The left wingers don't like LVT because, they argue, "the poor" would pay more. Tax higher earners, they scream.
The right wingers don't like LVT because, they argue, that "the wealthy" would pay more. Tax lower earners, they scream (not directly, but by implication: reduce benefits, have a poll tax or regressive taxes like NIC and VAT).
Clearly, they can't both be right as they have just contradicted each other and recommended opposing policies - they have both missed the point anyway - but they can maintain their delusions by picking diagonal comparisons and not comparing like-with-like, which is the only sensible basis to justify words such as "more".
The left wingers look at it this way: LVT would replace existing property taxes and income tax, let's say, and the LVT on each similar house in one street would be exactly the same. So the lowest earners on that street will have to pay more tax (unless they go and get themselves a job, duh) and the highest earners will pay less tax.
The right wingers look at it this way: LVT on homes in expensive areas would be more than LVT on homes in cheap areas, so rich people in expensive areas would pay more than people in cheap areas.
So they are using two definitions of "poor" and "wealthy". The left wingers look just at earnings (and ignore land values) and the right wingers look mainly at land values and have a slight disdain for people who actually work for a living.
And the left wingers are comparing current with future tax bills (the more sensible approach), and the right wingers are comparing expensive areas with cheap areas. It's two completely separate topics and different ways of looking at things.
The right wingers' approach is stupid because there is a very high correlation between average earnings in an area and average rental values (excepting possibly retirement areas like the South West or parts of Central London where nothing bears any relation to anything any more). So the government already collects more in income tax or just about any other tax from people who live in expensive areas, so by and large the tax paid by people in any particular area would stay pretty much the same under income tax or LVT.

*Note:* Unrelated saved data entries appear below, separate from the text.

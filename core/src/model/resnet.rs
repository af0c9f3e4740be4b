use super::Regularization;
use burn::{
    nn::{
        conv::{Conv2d, Conv2dConfig},
        pool::{AdaptiveAvgPool2d, AdaptiveAvgPool2dConfig, MaxPool2d, MaxPool2dConfig},
        BatchNorm, BatchNormConfig, Dropout, DropoutConfig, Initializer, Linear, LinearConfig,
        PaddingConfig2d, Relu,
    },
    prelude::*,
    tensor::activation::sigmoid,
};

/// Output channels of a bottleneck block relative to its inner width
const BOTTLENECK_EXPANSION: usize = 4;

fn he_normal() -> Initializer {
    Initializer::KaimingNormal {
        gain: (2.0_f64).sqrt(),
        fan_out_only: false,
    }
}

fn conv(in_planes: usize, out_planes: usize, kernel: usize, stride: usize) -> Conv2dConfig {
    Conv2dConfig::new([in_planes, out_planes], [kernel, kernel])
        .with_stride([stride, stride])
        .with_padding(PaddingConfig2d::Explicit(kernel / 2, kernel / 2))
        .with_bias(false)
        .with_initializer(he_normal())
}

/// Image classifier with one residual trunk per view and a single logit
#[derive(Module, Debug)]
pub struct MammoResNet<B: Backend> {
    trunks: Vec<ResNetTrunk<B>>,
    inp_dropout: Dropout,
    hidden_dropout: Dropout,
    fc: Linear<B>,
}

impl<B: Backend> MammoResNet<B> {
    /// Logits of shape `[batch, 1]`
    ///
    /// `views` holds one `[batch, 1, height, width]` tensor per trunk, in
    /// trunk order (CC then MLO for multi-view networks).
    pub fn forward(&self, views: Vec<Tensor<B, 4>>) -> Tensor<B, 2> {
        let features: Vec<Tensor<B, 2>> = self
            .trunks
            .iter()
            .zip(views)
            .map(|(trunk, x)| trunk.forward(self.inp_dropout.forward(x)))
            .collect();
        let x = self.hidden_dropout.forward(Tensor::cat(features, 1));
        self.fc.forward(x)
    }

    /// Positive class probabilities of shape `[batch, 1]`
    pub fn forward_proba(&self, views: Vec<Tensor<B, 4>>) -> Tensor<B, 2> {
        sigmoid(self.forward(views))
    }

    pub fn nb_views(&self) -> usize {
        self.trunks.len()
    }

    /// Weight penalty added to the loss
    ///
    /// L2 on every convolution kernel scaled by `weight_decay`, plus an
    /// elastic net on the output layer weights.
    pub fn penalty(&self, reg: &Regularization) -> Tensor<B, 1> {
        let fc_weight = self.fc.weight.val();
        let mut total = Tensor::<B, 1>::zeros([1], &fc_weight.device());

        if reg.weight_decay > 0.0 {
            for w in self.trunks.iter().flat_map(ResNetTrunk::conv_weights) {
                total = total + (w.clone() * w).sum().mul_scalar(reg.weight_decay);
            }
        }
        if reg.alpha > 0.0 {
            let l1 = fc_weight.clone().abs().sum().mul_scalar(reg.l1_ratio);
            let l2 = (fc_weight.clone() * fc_weight)
                .sum()
                .mul_scalar(1.0 - reg.l1_ratio);
            total = total + (l1 + l2).mul_scalar(reg.alpha);
        }
        total
    }
}

#[derive(Config, Debug)]
pub struct MammoResNetConfig {
    pub trunk: ResNetTrunkConfig,
    #[config(default = 1)]
    pub nb_views: usize,
    #[config(default = 0.0)]
    pub inp_dropout: f64,
    #[config(default = 0.0)]
    pub hidden_dropout: f64,
}

impl MammoResNetConfig {
    pub fn init<B: Backend>(&self, device: &B::Device) -> MammoResNet<B> {
        let nb_views = self.nb_views.max(1);
        MammoResNet {
            trunks: (0..nb_views).map(|_| self.trunk.init(device)).collect(),
            inp_dropout: DropoutConfig::new(self.inp_dropout).init(),
            hidden_dropout: DropoutConfig::new(self.hidden_dropout).init(),
            fc: LinearConfig::new(self.trunk.nb_features() * nb_views, 1)
                .with_initializer(he_normal())
                .init(device),
        }
    }
}

/// Stem, residual stages and global average pooling for one view
#[derive(Module, Debug)]
pub struct ResNetTrunk<B: Backend> {
    conv1: Conv2d<B>,
    bn1: BatchNorm<B, 2>,
    activation: Relu,
    /// Zero border added before the unpadded max pool
    pool_pad: usize,
    maxpool: MaxPool2d,
    stages: Vec<Stage<B>>,
    avgpool: AdaptiveAvgPool2d,
}

impl<B: Backend> ResNetTrunk<B> {
    /// Pooled features of shape `[batch, nb_features]`
    pub fn forward(&self, x: Tensor<B, 4>) -> Tensor<B, 2> {
        let x = self.conv1.forward(x);
        let x = self.bn1.forward(x);
        let x = self.activation.forward(x);
        // Post-ReLU activations are >= 0, so a zero border never wins the max
        let x = match self.pool_pad {
            0 => x,
            p => x.pad((p, p, p, p), 0.0),
        };
        let mut x = self.maxpool.forward(x);

        for stage in &self.stages {
            x = stage.forward(x);
        }

        let x = self.avgpool.forward(x);
        x.flatten(1, 3)
    }

    fn conv_weights(&self) -> Vec<Tensor<B, 4>> {
        let mut weights = vec![self.conv1.weight.val()];
        for block in self.stages.iter().flat_map(|s| s.blocks.iter()) {
            weights.extend(block.conv_weights());
        }
        weights
    }
}

#[derive(Config, Debug)]
pub struct ResNetTrunkConfig {
    /// Blocks per stage
    pub repetitions: Vec<usize>,
    #[config(default = false)]
    pub bottleneck: bool,
    #[config(default = 64)]
    pub nb_init_filter: usize,
    #[config(default = 7)]
    pub init_filter_size: usize,
    #[config(default = 2)]
    pub init_conv_stride: usize,
    #[config(default = 3)]
    pub pool_size: usize,
    #[config(default = 2)]
    pub pool_stride: usize,
}

impl ResNetTrunkConfig {
    fn expansion(&self) -> usize {
        if self.bottleneck {
            BOTTLENECK_EXPANSION
        } else {
            1
        }
    }

    /// Width of the pooled feature vector
    pub fn nb_features(&self) -> usize {
        let last_stage = self.repetitions.len().saturating_sub(1);
        self.nb_init_filter * (1 << last_stage) * self.expansion()
    }

    pub fn init<B: Backend>(&self, device: &B::Device) -> ResNetTrunk<B> {
        let pool_pad = self.pool_size.saturating_sub(1) / 2;
        let mut in_planes = self.nb_init_filter;
        let mut stages = Vec::with_capacity(self.repetitions.len());
        for (i, &blocks) in self.repetitions.iter().enumerate() {
            let planes = self.nb_init_filter << i;
            let stride = if i == 0 { 1 } else { 2 };
            let mut stage_blocks = Vec::with_capacity(blocks);
            for b in 0..blocks {
                let block = BlockConfig::new(in_planes, planes)
                    .with_stride(if b == 0 { stride } else { 1 })
                    .with_bottleneck(self.bottleneck)
                    .init(device);
                in_planes = planes * self.expansion();
                stage_blocks.push(block);
            }
            stages.push(Stage {
                blocks: stage_blocks,
            });
        }

        ResNetTrunk {
            conv1: conv(1, self.nb_init_filter, self.init_filter_size, self.init_conv_stride)
                .init(device),
            bn1: BatchNormConfig::new(self.nb_init_filter).init(device),
            activation: Relu::new(),
            pool_pad,
            maxpool: MaxPool2dConfig::new([self.pool_size, self.pool_size])
                .with_strides([self.pool_stride, self.pool_stride])
                .init(),
            stages,
            avgpool: AdaptiveAvgPool2dConfig::new([1, 1]).init(),
        }
    }
}

#[derive(Module, Debug)]
struct Stage<B: Backend> {
    blocks: Vec<Block<B>>,
}

impl<B: Backend> Stage<B> {
    fn forward(&self, x: Tensor<B, 4>) -> Tensor<B, 4> {
        self.blocks.iter().fold(x, |x, block| block.forward(x))
    }
}

/// Residual block, basic or bottleneck
///
/// Basic blocks use `conv1`/`conv2` as 3x3 convolutions. Bottleneck blocks
/// use `conv1` and `conv3` as 1x1 reductions around a 3x3 `conv2`.
#[derive(Module, Debug)]
struct Block<B: Backend> {
    conv1: Conv2d<B>,
    bn1: BatchNorm<B, 2>,
    conv2: Conv2d<B>,
    bn2: BatchNorm<B, 2>,
    conv3: Option<Conv2d<B>>,
    bn3: Option<BatchNorm<B, 2>>,
    shortcut: Option<Shortcut<B>>,
    activation: Relu,
}

impl<B: Backend> Block<B> {
    fn forward(&self, x: Tensor<B, 4>) -> Tensor<B, 4> {
        let identity = match &self.shortcut {
            Some(shortcut) => shortcut.forward(x.clone()),
            None => x.clone(),
        };

        let x = self.conv1.forward(x);
        let x = self.bn1.forward(x);
        let x = self.activation.forward(x);

        let x = self.conv2.forward(x);
        let mut x = self.bn2.forward(x);

        if let (Some(conv3), Some(bn3)) = (&self.conv3, &self.bn3) {
            x = self.activation.forward(x);
            x = bn3.forward(conv3.forward(x));
        }

        self.activation.forward(x + identity)
    }

    fn conv_weights(&self) -> Vec<Tensor<B, 4>> {
        let mut weights = vec![self.conv1.weight.val(), self.conv2.weight.val()];
        if let Some(conv3) = &self.conv3 {
            weights.push(conv3.weight.val());
        }
        if let Some(shortcut) = &self.shortcut {
            weights.push(shortcut.conv.weight.val());
        }
        weights
    }
}

#[derive(Config, Debug)]
pub struct BlockConfig {
    /// Input channels
    pub in_planes: usize,
    /// Inner width; the output is 4x wider for bottleneck blocks
    pub planes: usize,
    #[config(default = 1)]
    pub stride: usize,
    #[config(default = false)]
    pub bottleneck: bool,
}

impl BlockConfig {
    fn init<B: Backend>(&self, device: &B::Device) -> Block<B> {
        let out_planes = if self.bottleneck {
            self.planes * BOTTLENECK_EXPANSION
        } else {
            self.planes
        };
        let shortcut = (self.stride != 1 || self.in_planes != out_planes).then(|| Shortcut {
            conv: conv(self.in_planes, out_planes, 1, self.stride).init(device),
            bn: BatchNormConfig::new(out_planes).init(device),
        });

        if self.bottleneck {
            Block {
                conv1: conv(self.in_planes, self.planes, 1, self.stride).init(device),
                bn1: BatchNormConfig::new(self.planes).init(device),
                conv2: conv(self.planes, self.planes, 3, 1).init(device),
                bn2: BatchNormConfig::new(self.planes).init(device),
                conv3: Some(conv(self.planes, out_planes, 1, 1).init(device)),
                bn3: Some(BatchNormConfig::new(out_planes).init(device)),
                shortcut,
                activation: Relu::new(),
            }
        } else {
            Block {
                conv1: conv(self.in_planes, self.planes, 3, self.stride).init(device),
                bn1: BatchNormConfig::new(self.planes).init(device),
                conv2: conv(self.planes, self.planes, 3, 1).init(device),
                bn2: BatchNormConfig::new(self.planes).init(device),
                conv3: None,
                bn3: None,
                shortcut,
                activation: Relu::new(),
            }
        }
    }
}

/// 1x1 projection used when a block changes width or resolution
#[derive(Module, Debug)]
struct Shortcut<B: Backend> {
    conv: Conv2d<B>,
    bn: BatchNorm<B, 2>,
}

impl<B: Backend> Shortcut<B> {
    fn forward(&self, x: Tensor<B, 4>) -> Tensor<B, 4> {
        self.bn.forward(self.conv.forward(x))
    }
}

#[cfg(test)]
mod tests {
    use super::*;
    use crate::model::{Architecture, ResNetBuilder};
    use burn::backend::{Autodiff, NdArray};
    use rstest::rstest;

    type TestBackend = NdArray<f32>;

    fn tiny(arch: Architecture, nb_views: usize) -> ResNetBuilder {
        ResNetBuilder {
            nb_views,
            nb_init_filter: 2,
            init_filter_size: 3,
            ..ResNetBuilder::new(arch)
        }
    }

    fn input(batch: usize, size: usize) -> Tensor<TestBackend, 4> {
        Tensor::ones([batch, 1, size, size], &Default::default())
    }

    #[rstest]
    #[case(Architecture::ResNet18, 16)]
    #[case(Architecture::DmResNet14, 8)]
    #[case(Architecture::ResNet50, 64)]
    #[case(Architecture::DmResNet47Rb5, 128)]
    fn test_single_view_output_shape(#[case] arch: Architecture, #[case] features: usize) {
        let device = Default::default();
        let builder = tiny(arch, 1);
        assert_eq!(builder.config().trunk.nb_features(), features);

        let model = builder.build::<TestBackend>(&device);
        let out = model.forward(vec![input(3, 64)]);
        assert_eq!(out.dims(), [3, 1]);
    }

    #[test]
    fn test_multi_view_output_shape() {
        let device = Default::default();
        let model = tiny(Architecture::DmResNet14, 2).build::<TestBackend>(&device);
        assert_eq!(model.nb_views(), 2);
        let out = model.forward_proba(vec![input(2, 32), input(2, 32)]);
        assert_eq!(out.dims(), [2, 1]);
        let values: Vec<f32> = out.into_data().to_vec().unwrap();
        assert!(values.iter().all(|p| (0.0..=1.0).contains(p)));
    }

    #[test]
    fn test_penalty() {
        let device = Default::default();
        let model = tiny(Architecture::DmResNet14, 1).build::<TestBackend>(&device);

        let none = Regularization {
            weight_decay: 0.0,
            alpha: 0.0,
            l1_ratio: 0.5,
        };
        let zero: f32 = model.penalty(&none).into_scalar();
        assert_eq!(zero, 0.0);

        let decay_only: f32 = model
            .penalty(&Regularization {
                weight_decay: 1e-4,
                ..none
            })
            .into_scalar();
        let full: f32 = model.penalty(&Regularization::default()).into_scalar();
        assert!(decay_only > 0.0);
        assert!(full > decay_only);

        // Pure L1 on the output layer equals the sum of absolute weights
        let l1: f32 = model
            .penalty(&Regularization {
                weight_decay: 0.0,
                alpha: 1.0,
                l1_ratio: 1.0,
            })
            .into_scalar();
        let expected: f32 = model.fc.weight.val().abs().sum().into_scalar();
        assert!((l1 - expected).abs() < 1e-5);
    }

    #[test]
    fn test_backward_reaches_stem_and_head() {
        type TrainBackend = Autodiff<NdArray<f32>>;
        let device = Default::default();
        let model = tiny(Architecture::DmResNet14, 1).build::<TrainBackend>(&device);
        assert_eq!(model.trunks[0].pool_pad, 1);

        let x = Tensor::<TrainBackend, 4>::random(
            [2, 1, 16, 12],
            burn::tensor::Distribution::Normal(0.0, 1.0),
            &device,
        );
        let loss = model.forward(vec![x]).sum() + model.penalty(&Regularization::default()).sum();
        let grads = loss.backward();

        let stem = model.trunks[0].conv1.weight.grad(&grads).unwrap();
        assert_eq!(stem.dims(), [2, 1, 3, 3]);
        assert!(model.fc.weight.grad(&grads).is_some());
    }

    #[test]
    fn test_padded_pool_keeps_output_size() {
        let device = Default::default();
        let model = tiny(Architecture::DmResNet14, 1).build::<TestBackend>(&device);
        let trunk = &model.trunks[0];
        let x = input(1, 16);
        let x = trunk.activation.forward(trunk.bn1.forward(trunk.conv1.forward(x)));
        let pooled = trunk.maxpool.forward(x.pad((1, 1, 1, 1), 0.0));
        // 16 -> conv stride 2 -> 8 -> pool 3/2 with a 1 pixel border -> 4
        assert_eq!(pooled.dims(), [1, 2, 4, 4]);
    }
}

On the whole, there would be far more winners than losers, whether among low earners or high earners, even in the short term, especially if you assume a roll-up and deferment option for pensioners*, and in the medium or long term, everybody will be better off (much larger cake shared slightly more equally).
*This whole "But I want to leave it to my children!" is a load of rubbish anyway. Every £1 more taken from the value of homes of deceased pensioners means £1 less taken out of earnings; and every £1 fall in house prices means that future homebuyers will save £2 in mortgage repayments.
So 99% of your children and grandchildren will end up much better off, especially those prepared to work hard. According to HMRC Table 12.4, the total (albeited inflated) value of residences inherited in the UK in 2010-11 was about £30 billion a year; which is 2% of GDP or 3% of total salaries, pensions and profits each year.
Even if the rolled up LVT payable on death wiped out every penny of that £30 billion a year (unlikely but possible); the saving to younger generations in income tax and other taxes and mortgage repayments each year would be much more than that. And don't people value things more if they've actually had to work and save to buy it, rather than having it fall into their laps later in life?
Idiocy
1 hour ago
3 comments:
A tax that upsets both lefties and righties is probably the best type of tax.
L, yes, that's another argument in favour.
UNFAIR!!!!!!¨
Consider this sad story... (apologies if you have seen it before)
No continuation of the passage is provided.